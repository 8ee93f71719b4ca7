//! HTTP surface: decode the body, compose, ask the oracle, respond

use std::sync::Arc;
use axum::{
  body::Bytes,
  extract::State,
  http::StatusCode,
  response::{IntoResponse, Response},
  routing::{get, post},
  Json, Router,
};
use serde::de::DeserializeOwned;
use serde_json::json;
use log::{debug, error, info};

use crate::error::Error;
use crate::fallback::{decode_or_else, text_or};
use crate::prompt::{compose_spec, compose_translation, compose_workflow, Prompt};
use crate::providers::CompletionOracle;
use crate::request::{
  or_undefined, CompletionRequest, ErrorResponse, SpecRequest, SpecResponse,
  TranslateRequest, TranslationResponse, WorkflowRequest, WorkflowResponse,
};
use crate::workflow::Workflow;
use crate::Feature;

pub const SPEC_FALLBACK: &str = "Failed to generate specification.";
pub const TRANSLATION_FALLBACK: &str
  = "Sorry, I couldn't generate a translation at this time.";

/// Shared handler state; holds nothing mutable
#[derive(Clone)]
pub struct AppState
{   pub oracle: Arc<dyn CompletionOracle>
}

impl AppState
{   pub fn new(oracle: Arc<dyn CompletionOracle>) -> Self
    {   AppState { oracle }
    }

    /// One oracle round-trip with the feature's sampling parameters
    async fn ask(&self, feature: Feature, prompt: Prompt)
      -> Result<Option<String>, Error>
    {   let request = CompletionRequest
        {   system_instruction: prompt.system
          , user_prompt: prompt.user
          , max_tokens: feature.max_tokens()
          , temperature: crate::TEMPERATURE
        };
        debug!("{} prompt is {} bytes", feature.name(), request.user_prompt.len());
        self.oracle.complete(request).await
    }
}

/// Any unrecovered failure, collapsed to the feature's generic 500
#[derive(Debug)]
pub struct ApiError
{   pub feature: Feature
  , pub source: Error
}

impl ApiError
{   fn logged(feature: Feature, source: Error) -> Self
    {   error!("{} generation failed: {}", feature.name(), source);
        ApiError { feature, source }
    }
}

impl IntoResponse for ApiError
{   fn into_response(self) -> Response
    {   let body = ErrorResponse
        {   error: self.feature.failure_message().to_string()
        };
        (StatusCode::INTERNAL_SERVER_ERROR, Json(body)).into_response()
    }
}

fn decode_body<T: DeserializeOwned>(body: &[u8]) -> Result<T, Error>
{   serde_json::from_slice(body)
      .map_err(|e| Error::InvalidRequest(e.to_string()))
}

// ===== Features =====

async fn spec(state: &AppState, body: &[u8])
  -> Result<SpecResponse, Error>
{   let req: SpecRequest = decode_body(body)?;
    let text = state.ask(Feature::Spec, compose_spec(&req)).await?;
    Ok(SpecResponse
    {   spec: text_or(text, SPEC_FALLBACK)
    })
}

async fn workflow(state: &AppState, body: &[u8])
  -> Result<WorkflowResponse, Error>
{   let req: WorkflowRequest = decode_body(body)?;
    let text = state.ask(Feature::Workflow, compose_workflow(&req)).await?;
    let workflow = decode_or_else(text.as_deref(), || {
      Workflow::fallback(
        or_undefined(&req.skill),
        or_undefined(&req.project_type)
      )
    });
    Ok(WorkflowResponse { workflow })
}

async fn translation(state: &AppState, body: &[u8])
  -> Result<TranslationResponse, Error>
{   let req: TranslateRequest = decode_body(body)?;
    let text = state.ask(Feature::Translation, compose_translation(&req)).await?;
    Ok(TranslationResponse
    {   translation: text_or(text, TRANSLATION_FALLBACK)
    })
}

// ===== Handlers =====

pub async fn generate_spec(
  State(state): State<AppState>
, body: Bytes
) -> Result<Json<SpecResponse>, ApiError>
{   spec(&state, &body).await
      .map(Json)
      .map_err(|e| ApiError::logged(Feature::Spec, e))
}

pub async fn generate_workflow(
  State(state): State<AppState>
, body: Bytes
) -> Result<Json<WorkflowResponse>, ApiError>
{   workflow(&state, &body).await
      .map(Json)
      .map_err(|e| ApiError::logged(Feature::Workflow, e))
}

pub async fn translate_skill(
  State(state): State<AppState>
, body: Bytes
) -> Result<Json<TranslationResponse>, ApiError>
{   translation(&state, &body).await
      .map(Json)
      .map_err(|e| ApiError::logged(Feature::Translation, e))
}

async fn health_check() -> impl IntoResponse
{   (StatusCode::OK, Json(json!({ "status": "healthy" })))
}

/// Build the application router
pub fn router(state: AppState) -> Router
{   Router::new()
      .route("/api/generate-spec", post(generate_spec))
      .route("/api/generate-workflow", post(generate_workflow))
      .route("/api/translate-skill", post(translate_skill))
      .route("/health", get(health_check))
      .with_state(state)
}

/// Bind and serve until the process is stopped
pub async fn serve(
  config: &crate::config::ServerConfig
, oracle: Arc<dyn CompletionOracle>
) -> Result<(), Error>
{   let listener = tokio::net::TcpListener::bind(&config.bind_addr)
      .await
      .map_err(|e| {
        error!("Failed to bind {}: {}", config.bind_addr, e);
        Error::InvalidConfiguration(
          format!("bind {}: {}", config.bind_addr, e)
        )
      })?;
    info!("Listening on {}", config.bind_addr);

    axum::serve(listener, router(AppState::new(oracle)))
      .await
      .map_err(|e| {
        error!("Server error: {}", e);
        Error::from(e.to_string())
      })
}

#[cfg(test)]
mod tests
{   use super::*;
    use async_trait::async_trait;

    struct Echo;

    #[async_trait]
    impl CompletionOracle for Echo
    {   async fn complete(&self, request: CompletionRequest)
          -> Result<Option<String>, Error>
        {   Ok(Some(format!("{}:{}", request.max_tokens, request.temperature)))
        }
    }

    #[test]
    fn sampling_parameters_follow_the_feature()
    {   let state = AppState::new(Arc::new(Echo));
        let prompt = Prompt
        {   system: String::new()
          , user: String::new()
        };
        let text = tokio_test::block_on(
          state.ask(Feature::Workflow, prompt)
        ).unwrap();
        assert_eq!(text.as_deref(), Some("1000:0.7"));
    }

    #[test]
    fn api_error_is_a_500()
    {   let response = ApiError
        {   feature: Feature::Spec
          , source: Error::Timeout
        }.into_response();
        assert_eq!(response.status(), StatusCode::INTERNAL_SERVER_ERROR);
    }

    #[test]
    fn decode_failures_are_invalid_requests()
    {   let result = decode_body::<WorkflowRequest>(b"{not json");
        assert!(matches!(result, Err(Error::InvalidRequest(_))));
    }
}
----------------------------------------
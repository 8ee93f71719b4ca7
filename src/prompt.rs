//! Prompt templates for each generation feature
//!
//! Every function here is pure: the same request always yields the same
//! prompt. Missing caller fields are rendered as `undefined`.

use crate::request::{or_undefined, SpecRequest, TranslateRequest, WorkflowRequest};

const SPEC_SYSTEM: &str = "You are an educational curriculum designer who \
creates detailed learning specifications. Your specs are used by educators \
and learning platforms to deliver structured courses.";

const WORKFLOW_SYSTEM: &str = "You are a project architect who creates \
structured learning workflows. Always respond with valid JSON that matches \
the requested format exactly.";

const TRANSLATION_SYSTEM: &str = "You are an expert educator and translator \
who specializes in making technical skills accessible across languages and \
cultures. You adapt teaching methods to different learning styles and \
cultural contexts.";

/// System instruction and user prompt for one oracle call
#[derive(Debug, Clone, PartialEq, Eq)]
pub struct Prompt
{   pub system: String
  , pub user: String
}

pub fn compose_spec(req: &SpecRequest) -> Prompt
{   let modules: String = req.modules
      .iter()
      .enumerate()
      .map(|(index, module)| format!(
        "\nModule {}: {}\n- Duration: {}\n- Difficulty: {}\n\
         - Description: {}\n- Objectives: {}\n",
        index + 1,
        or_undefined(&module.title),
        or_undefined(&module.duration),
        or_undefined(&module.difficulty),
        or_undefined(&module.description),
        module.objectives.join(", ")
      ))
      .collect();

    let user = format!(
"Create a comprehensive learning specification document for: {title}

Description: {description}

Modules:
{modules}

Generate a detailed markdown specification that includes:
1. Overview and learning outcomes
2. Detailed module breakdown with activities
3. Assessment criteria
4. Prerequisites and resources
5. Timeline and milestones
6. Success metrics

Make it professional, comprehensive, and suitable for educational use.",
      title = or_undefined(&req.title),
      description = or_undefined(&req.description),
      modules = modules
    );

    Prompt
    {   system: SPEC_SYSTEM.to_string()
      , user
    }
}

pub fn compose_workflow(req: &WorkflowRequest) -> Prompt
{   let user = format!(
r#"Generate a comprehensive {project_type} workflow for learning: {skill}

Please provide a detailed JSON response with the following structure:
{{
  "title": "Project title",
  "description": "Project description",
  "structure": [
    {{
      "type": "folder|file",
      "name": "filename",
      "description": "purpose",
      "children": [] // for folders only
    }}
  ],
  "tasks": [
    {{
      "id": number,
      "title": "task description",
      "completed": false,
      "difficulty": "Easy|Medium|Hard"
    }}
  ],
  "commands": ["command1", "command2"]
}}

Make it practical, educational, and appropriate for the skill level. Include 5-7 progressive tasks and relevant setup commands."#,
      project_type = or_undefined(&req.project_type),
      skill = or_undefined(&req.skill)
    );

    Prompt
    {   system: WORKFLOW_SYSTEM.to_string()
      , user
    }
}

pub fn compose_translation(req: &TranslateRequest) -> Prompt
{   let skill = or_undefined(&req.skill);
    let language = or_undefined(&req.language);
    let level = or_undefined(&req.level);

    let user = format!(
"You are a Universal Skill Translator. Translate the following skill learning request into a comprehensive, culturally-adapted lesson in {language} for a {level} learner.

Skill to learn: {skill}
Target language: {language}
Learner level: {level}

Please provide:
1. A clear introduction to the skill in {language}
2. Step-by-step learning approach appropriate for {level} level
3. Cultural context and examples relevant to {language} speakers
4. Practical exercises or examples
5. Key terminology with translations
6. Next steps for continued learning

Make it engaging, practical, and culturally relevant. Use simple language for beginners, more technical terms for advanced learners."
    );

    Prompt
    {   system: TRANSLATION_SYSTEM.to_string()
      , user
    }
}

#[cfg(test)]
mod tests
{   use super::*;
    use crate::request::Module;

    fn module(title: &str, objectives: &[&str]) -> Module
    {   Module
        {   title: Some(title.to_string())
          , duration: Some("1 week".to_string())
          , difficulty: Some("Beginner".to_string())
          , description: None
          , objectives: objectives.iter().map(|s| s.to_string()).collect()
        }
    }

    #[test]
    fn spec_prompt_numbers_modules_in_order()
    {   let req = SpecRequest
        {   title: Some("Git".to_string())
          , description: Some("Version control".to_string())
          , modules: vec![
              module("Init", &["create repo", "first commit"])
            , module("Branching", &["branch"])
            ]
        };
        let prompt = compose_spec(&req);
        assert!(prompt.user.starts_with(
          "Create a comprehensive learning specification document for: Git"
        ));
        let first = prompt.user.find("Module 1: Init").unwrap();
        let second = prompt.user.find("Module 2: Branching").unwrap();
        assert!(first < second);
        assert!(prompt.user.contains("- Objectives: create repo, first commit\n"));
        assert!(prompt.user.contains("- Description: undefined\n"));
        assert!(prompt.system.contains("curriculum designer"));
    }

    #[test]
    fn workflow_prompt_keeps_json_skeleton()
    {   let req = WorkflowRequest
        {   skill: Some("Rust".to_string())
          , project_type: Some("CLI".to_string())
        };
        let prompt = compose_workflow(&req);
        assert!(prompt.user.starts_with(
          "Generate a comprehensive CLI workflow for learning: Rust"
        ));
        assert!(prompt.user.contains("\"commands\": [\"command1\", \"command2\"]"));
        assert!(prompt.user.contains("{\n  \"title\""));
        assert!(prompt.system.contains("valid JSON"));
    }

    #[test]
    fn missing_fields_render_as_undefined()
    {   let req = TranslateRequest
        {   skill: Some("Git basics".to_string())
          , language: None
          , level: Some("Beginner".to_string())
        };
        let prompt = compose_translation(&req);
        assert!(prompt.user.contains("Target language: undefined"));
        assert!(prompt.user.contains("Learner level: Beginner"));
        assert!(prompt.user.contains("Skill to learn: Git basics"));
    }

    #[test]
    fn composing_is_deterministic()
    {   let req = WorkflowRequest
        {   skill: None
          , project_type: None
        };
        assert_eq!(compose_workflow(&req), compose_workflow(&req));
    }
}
----------------------------------------
**How to complete this task**
With the line holding "use serde_json::json;" as the first and the line holding "feature's generic 500" as the last, please transcribe exactly the lines of the material above in that range and nothing else.

**Your response**
use serde_json::json;
use log::{debug, error, info};

use crate::error::Error;
use crate::fallback::{decode_or_else, text_or};
use crate::prompt::{compose_spec, compose_translation, compose_workflow, Prompt};
use crate::providers::CompletionOracle;
use crate::request::{
  or_undefined, CompletionRequest, ErrorResponse, SpecRequest, SpecResponse,
  TranslateRequest, TranslationResponse, WorkflowRequest, WorkflowResponse,
};
use crate::workflow::Workflow;
use crate::Feature;

pub const SPEC_FALLBACK: &str = "Failed to generate specification.";
pub const TRANSLATION_FALLBACK: &str
  = "Sorry, I couldn't generate a translation at this time.";

/// Shared handler state; holds nothing mutable
#[derive(Clone)]
pub struct AppState
{   pub oracle: Arc<dyn CompletionOracle>
}

impl AppState
{   pub fn new(oracle: Arc<dyn CompletionOracle>) -> Self
    {   AppState { oracle }
    }

    /// One oracle round-trip with the feature's sampling parameters
    async fn ask(&self, feature: Feature, prompt: Prompt)
      -> Result<Option<String>, Error>
    {   let request = CompletionRequest
        {   system_instruction: prompt.system
          , user_prompt: prompt.user
          , max_tokens: feature.max_tokens()
          , temperature: crate::TEMPERATURE
        };
        debug!("{} prompt is {} bytes", feature.name(), request.user_prompt.len());
        self.oracle.complete(request).await
    }
}

/// Any unrecovered failure, collapsed to the feature's generic 500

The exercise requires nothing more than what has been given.